[Provided entries Boundary: Start]

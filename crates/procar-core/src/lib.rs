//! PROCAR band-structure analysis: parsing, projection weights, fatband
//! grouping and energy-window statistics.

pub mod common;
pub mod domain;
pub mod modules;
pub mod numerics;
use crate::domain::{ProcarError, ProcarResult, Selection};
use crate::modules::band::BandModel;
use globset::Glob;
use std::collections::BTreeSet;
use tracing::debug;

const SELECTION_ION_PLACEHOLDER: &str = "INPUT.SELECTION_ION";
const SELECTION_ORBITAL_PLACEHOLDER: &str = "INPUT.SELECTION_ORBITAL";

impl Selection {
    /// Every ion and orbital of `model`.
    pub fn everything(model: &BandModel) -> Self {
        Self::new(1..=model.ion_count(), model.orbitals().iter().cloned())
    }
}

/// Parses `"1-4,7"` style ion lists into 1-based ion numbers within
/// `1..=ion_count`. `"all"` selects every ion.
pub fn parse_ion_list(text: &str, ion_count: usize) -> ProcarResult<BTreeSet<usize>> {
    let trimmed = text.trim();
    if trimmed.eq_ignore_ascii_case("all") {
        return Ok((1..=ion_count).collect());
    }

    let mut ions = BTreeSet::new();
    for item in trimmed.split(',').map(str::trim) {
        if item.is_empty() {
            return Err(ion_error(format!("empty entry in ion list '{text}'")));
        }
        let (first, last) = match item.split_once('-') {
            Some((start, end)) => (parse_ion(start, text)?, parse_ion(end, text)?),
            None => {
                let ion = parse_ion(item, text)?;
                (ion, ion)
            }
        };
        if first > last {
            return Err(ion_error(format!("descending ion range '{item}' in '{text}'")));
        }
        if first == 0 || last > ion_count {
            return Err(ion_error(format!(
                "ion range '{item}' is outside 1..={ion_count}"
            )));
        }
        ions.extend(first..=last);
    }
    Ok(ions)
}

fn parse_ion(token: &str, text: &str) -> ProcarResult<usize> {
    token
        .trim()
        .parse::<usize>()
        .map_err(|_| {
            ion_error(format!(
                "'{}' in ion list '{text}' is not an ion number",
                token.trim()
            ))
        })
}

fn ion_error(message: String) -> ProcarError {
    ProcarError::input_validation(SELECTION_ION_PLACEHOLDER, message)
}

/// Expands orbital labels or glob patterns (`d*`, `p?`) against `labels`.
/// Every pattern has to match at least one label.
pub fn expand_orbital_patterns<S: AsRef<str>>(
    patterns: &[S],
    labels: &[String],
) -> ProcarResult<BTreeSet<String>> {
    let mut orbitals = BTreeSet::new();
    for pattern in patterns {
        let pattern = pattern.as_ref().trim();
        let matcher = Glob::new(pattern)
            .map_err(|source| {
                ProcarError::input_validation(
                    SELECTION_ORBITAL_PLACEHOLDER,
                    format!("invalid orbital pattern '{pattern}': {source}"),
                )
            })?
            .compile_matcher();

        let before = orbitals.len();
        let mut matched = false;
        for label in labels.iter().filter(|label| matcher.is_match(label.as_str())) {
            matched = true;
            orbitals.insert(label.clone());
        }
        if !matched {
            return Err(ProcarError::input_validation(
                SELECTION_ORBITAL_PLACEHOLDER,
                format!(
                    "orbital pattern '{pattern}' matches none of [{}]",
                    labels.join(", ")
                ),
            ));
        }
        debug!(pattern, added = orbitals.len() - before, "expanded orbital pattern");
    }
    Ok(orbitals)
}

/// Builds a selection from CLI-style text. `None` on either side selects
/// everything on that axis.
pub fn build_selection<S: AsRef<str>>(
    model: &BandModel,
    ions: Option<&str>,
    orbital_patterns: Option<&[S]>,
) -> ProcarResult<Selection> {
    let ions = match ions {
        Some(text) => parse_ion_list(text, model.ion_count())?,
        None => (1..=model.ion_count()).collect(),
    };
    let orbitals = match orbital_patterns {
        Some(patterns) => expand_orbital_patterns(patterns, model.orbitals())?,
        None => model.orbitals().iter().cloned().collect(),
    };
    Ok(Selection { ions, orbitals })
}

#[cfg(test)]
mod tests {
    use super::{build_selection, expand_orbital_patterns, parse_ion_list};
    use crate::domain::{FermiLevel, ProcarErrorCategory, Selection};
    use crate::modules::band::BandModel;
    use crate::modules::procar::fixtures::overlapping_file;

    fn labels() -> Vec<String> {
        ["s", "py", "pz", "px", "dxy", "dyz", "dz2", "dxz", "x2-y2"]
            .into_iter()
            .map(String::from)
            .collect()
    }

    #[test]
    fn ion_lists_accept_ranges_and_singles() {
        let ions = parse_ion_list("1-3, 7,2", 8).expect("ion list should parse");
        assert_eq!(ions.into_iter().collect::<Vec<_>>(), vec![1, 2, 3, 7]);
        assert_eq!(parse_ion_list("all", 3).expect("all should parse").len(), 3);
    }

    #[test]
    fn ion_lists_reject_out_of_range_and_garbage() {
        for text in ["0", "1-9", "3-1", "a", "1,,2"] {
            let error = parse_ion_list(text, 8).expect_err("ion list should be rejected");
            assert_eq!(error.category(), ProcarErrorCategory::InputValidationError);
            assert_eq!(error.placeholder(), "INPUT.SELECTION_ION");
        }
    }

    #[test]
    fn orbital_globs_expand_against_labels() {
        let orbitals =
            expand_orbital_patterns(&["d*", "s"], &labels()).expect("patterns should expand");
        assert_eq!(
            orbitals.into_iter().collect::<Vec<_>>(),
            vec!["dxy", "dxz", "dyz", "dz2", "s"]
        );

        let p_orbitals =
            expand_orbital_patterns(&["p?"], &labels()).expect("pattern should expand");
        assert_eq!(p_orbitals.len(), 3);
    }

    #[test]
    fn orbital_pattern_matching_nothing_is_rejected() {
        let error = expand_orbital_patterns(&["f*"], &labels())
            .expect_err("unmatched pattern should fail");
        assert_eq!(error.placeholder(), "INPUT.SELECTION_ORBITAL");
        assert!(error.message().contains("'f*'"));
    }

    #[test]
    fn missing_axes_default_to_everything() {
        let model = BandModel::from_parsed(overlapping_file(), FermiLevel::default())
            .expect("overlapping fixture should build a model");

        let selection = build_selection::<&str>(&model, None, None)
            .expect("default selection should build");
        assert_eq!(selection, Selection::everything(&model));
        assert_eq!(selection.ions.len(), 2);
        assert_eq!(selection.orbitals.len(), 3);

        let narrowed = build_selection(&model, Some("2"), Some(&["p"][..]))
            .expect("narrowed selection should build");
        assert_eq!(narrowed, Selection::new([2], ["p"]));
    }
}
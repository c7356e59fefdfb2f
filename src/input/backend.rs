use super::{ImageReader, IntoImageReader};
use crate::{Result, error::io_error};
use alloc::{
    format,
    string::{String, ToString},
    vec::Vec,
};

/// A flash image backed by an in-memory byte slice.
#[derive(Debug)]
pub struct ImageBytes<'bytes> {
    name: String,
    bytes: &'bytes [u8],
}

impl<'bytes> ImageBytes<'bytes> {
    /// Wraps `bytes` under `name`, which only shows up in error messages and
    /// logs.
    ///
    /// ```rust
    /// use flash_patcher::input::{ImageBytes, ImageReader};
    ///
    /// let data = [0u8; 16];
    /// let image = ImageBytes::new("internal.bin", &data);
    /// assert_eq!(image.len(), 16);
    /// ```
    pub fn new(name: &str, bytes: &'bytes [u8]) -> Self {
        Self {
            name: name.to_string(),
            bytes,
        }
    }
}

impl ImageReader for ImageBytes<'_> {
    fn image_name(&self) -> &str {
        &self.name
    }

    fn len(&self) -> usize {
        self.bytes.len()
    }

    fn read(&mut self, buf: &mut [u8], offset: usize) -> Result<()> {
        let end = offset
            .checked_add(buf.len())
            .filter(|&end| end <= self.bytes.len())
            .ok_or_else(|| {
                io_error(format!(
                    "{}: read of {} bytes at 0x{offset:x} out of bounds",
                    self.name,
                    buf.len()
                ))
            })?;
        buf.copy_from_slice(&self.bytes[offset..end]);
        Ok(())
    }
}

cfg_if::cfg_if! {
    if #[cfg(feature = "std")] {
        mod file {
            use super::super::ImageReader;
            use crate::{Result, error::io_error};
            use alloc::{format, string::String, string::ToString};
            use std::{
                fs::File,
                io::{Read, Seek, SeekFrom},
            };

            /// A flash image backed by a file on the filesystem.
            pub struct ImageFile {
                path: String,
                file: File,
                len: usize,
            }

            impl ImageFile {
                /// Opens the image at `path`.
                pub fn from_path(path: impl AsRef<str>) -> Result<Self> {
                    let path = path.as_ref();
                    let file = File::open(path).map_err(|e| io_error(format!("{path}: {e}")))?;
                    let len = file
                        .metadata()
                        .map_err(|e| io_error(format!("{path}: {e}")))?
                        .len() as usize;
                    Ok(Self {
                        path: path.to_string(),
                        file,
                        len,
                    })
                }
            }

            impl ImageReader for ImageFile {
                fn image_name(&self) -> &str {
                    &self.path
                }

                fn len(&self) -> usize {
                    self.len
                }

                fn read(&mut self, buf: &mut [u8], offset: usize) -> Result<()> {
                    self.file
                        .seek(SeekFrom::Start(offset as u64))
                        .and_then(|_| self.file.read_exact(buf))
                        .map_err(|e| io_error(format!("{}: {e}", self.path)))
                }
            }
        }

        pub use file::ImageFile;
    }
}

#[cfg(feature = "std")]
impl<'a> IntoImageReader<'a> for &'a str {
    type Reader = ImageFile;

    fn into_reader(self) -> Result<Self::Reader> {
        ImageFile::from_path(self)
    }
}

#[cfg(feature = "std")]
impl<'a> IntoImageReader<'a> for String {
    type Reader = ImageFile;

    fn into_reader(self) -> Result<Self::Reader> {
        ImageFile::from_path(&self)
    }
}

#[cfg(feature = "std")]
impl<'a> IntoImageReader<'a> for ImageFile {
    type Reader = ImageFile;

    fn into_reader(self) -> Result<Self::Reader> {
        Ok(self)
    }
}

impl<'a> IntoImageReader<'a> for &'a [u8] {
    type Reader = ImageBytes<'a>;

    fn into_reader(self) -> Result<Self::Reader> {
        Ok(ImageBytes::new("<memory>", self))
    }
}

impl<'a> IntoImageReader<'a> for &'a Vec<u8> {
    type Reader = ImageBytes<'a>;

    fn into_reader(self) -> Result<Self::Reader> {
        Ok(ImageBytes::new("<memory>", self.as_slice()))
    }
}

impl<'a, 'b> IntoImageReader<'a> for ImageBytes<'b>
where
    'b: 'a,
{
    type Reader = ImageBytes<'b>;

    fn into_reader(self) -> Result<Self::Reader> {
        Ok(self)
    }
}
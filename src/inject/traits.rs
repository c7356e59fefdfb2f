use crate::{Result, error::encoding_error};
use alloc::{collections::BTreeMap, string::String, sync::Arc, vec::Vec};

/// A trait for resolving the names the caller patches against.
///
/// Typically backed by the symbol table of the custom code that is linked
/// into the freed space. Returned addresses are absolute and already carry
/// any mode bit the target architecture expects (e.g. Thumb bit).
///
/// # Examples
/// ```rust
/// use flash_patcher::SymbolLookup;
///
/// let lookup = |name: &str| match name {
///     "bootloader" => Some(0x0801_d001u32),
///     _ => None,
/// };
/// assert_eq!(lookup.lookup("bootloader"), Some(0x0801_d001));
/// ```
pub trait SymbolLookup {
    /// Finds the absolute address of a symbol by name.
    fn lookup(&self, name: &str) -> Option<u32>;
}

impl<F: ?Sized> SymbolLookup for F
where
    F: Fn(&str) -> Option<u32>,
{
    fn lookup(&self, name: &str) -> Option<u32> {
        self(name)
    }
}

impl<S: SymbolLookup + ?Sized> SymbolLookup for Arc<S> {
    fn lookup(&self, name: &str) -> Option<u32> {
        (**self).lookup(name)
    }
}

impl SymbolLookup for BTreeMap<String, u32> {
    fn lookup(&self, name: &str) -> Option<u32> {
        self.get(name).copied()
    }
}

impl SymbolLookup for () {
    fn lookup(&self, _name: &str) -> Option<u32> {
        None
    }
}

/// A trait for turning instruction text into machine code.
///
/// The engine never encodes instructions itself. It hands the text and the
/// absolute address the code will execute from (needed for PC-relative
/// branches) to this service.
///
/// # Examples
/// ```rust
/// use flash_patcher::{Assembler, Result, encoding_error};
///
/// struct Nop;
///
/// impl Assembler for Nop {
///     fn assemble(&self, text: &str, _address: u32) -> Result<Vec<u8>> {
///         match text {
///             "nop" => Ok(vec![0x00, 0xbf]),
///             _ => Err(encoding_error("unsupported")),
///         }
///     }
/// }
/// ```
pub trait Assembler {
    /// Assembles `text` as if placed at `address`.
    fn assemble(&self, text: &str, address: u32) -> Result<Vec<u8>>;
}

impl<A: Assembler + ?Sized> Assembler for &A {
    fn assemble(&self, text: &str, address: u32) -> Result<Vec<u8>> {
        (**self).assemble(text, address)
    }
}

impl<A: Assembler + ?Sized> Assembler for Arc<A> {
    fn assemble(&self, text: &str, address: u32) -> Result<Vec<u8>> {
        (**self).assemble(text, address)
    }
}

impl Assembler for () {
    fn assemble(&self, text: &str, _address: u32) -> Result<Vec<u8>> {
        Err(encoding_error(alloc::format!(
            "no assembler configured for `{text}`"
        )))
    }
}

[Provided entries Boundary: End]
[Provided entries Boundary: Start]

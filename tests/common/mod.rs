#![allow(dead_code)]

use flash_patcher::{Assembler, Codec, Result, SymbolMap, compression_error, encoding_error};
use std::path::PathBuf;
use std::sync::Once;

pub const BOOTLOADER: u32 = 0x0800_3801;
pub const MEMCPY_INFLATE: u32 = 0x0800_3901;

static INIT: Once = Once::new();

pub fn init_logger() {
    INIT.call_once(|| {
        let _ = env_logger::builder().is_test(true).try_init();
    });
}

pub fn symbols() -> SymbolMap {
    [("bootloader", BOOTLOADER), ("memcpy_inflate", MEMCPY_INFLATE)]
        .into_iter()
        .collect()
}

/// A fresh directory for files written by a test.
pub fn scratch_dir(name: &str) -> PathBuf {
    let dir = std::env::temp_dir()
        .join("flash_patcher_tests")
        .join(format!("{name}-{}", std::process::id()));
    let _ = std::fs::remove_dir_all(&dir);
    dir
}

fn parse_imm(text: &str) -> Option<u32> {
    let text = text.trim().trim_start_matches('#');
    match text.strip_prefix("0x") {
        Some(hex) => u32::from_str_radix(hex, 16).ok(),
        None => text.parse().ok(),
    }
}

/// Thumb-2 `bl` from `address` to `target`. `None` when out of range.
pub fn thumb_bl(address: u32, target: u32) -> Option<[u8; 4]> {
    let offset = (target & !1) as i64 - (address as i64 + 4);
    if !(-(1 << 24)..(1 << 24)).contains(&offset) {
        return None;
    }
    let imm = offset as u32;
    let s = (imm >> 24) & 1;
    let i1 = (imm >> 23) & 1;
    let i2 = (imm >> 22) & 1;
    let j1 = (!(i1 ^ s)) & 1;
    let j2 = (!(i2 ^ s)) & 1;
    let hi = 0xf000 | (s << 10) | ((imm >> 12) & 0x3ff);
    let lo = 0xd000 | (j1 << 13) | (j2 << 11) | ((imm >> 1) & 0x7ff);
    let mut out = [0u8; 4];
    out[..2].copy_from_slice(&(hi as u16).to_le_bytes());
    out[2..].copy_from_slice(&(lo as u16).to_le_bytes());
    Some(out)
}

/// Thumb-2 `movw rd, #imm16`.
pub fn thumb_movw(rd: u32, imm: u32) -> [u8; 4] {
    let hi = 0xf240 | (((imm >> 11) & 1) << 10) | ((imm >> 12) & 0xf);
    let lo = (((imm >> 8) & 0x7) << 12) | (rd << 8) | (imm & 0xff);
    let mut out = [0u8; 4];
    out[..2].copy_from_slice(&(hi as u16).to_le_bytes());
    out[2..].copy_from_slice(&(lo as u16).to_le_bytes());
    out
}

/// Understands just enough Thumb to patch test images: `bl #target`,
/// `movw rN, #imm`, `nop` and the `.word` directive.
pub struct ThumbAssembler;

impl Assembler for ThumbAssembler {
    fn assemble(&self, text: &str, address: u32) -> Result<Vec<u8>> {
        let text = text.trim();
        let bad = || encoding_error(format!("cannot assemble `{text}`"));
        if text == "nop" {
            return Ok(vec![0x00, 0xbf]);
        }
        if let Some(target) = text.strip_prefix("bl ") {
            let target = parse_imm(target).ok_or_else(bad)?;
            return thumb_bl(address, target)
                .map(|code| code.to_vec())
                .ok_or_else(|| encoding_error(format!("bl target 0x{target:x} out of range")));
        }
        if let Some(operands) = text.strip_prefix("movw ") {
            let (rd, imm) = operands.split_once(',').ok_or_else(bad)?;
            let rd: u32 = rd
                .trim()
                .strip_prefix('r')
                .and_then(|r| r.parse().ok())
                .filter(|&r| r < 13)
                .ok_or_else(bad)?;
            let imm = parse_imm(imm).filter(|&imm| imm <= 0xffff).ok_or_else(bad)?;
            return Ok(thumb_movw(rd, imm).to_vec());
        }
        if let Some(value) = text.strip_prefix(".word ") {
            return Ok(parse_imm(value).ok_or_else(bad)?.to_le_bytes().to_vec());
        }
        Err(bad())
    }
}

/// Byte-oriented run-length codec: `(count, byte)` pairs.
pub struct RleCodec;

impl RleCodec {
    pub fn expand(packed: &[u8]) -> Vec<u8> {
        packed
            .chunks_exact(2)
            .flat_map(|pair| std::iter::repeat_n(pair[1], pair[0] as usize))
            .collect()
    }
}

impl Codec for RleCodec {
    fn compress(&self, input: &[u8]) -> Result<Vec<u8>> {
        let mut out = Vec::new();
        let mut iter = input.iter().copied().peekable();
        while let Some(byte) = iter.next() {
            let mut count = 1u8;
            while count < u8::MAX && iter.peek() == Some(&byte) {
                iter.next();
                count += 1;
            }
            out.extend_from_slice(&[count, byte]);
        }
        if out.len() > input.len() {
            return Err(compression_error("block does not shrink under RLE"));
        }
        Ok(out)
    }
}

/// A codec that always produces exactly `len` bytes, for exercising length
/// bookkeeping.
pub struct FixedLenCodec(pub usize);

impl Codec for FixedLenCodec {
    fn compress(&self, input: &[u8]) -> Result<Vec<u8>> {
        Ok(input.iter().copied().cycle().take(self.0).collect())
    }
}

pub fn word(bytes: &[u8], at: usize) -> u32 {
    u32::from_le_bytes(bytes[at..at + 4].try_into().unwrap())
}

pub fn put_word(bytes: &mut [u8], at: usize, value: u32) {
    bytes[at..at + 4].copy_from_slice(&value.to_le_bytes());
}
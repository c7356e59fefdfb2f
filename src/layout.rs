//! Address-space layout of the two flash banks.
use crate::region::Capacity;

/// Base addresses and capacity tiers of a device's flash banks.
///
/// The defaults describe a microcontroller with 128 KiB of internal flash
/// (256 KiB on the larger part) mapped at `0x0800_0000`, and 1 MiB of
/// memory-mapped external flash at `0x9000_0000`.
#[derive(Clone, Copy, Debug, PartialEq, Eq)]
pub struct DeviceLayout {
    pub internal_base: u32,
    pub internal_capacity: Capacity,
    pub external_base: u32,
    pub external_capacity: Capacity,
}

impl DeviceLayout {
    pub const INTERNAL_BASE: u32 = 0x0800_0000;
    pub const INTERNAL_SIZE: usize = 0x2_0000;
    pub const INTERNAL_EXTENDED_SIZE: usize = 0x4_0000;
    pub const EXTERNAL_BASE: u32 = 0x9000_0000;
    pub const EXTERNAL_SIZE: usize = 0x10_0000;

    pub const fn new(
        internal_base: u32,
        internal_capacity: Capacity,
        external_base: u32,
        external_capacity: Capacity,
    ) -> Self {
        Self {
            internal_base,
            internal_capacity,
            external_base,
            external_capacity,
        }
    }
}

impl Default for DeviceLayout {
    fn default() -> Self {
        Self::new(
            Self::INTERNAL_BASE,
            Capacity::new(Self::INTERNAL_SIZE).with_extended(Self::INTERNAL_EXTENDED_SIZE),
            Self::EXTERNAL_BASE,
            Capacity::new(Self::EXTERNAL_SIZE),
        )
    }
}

[Provided entries Boundary: End]
[Provided entries Boundary: Start]

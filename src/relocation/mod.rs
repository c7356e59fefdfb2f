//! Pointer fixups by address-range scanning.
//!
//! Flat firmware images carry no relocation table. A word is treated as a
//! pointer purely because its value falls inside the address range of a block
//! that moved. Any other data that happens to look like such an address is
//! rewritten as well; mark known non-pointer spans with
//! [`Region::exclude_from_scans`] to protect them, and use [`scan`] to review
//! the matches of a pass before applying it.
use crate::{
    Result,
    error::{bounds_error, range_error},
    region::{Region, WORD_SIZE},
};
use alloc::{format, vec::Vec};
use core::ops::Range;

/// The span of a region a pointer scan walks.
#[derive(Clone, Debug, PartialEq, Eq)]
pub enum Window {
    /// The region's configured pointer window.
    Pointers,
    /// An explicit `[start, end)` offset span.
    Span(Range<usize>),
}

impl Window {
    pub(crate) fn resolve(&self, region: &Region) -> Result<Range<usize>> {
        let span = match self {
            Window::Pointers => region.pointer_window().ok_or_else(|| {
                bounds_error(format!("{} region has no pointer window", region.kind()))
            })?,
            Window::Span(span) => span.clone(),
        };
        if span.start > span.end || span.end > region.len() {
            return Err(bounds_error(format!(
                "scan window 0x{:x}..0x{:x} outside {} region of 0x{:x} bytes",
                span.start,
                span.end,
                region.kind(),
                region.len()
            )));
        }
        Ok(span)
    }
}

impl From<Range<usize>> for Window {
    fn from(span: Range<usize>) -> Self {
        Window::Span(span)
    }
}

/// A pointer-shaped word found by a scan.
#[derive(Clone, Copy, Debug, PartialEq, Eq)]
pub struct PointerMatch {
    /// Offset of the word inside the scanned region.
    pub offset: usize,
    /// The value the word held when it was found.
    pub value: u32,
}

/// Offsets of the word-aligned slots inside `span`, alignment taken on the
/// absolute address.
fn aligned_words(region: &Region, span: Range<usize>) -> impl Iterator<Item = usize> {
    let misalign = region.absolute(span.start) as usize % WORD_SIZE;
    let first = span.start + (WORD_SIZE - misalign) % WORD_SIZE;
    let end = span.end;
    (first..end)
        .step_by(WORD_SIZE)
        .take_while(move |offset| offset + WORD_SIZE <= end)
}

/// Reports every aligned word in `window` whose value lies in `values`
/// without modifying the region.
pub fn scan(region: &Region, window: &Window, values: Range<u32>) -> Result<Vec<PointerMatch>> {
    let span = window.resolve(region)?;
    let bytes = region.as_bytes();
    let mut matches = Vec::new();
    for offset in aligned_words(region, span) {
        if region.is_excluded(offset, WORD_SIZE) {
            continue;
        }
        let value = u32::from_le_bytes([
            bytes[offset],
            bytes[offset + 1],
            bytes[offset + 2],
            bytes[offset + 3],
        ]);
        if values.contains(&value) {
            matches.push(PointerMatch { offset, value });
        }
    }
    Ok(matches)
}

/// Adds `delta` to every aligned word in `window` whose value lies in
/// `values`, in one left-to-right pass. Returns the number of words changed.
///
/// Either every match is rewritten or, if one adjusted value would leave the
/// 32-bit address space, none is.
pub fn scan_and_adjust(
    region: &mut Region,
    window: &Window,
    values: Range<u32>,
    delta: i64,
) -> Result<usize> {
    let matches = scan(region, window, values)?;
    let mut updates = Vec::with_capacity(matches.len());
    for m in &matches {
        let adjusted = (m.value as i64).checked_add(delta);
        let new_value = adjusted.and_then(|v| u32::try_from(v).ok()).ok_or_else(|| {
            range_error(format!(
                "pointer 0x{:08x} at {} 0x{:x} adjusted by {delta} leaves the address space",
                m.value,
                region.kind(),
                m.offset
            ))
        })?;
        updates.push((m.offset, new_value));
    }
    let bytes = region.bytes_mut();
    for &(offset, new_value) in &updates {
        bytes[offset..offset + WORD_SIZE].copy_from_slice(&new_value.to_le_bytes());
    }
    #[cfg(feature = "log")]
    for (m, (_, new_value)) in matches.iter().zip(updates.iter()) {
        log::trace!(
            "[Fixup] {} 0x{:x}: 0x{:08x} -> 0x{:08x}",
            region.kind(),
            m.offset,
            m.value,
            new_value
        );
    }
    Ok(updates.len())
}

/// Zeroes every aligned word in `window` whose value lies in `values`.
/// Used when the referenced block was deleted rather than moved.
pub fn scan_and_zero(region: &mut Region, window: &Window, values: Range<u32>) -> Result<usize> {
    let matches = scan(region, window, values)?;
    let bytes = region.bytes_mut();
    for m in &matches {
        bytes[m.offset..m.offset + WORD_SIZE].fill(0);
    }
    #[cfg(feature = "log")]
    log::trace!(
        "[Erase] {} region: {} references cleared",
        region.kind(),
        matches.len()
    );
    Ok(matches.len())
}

[Provided entries Boundary: End]

*Activity*
Go through the data and gather every line that holds "operands".

*Task output*
        if let Some(operands) = text.strip_prefix("movw ") {
            let (rd, imm) = operands.split_once(',').ok_or_else(bad)?;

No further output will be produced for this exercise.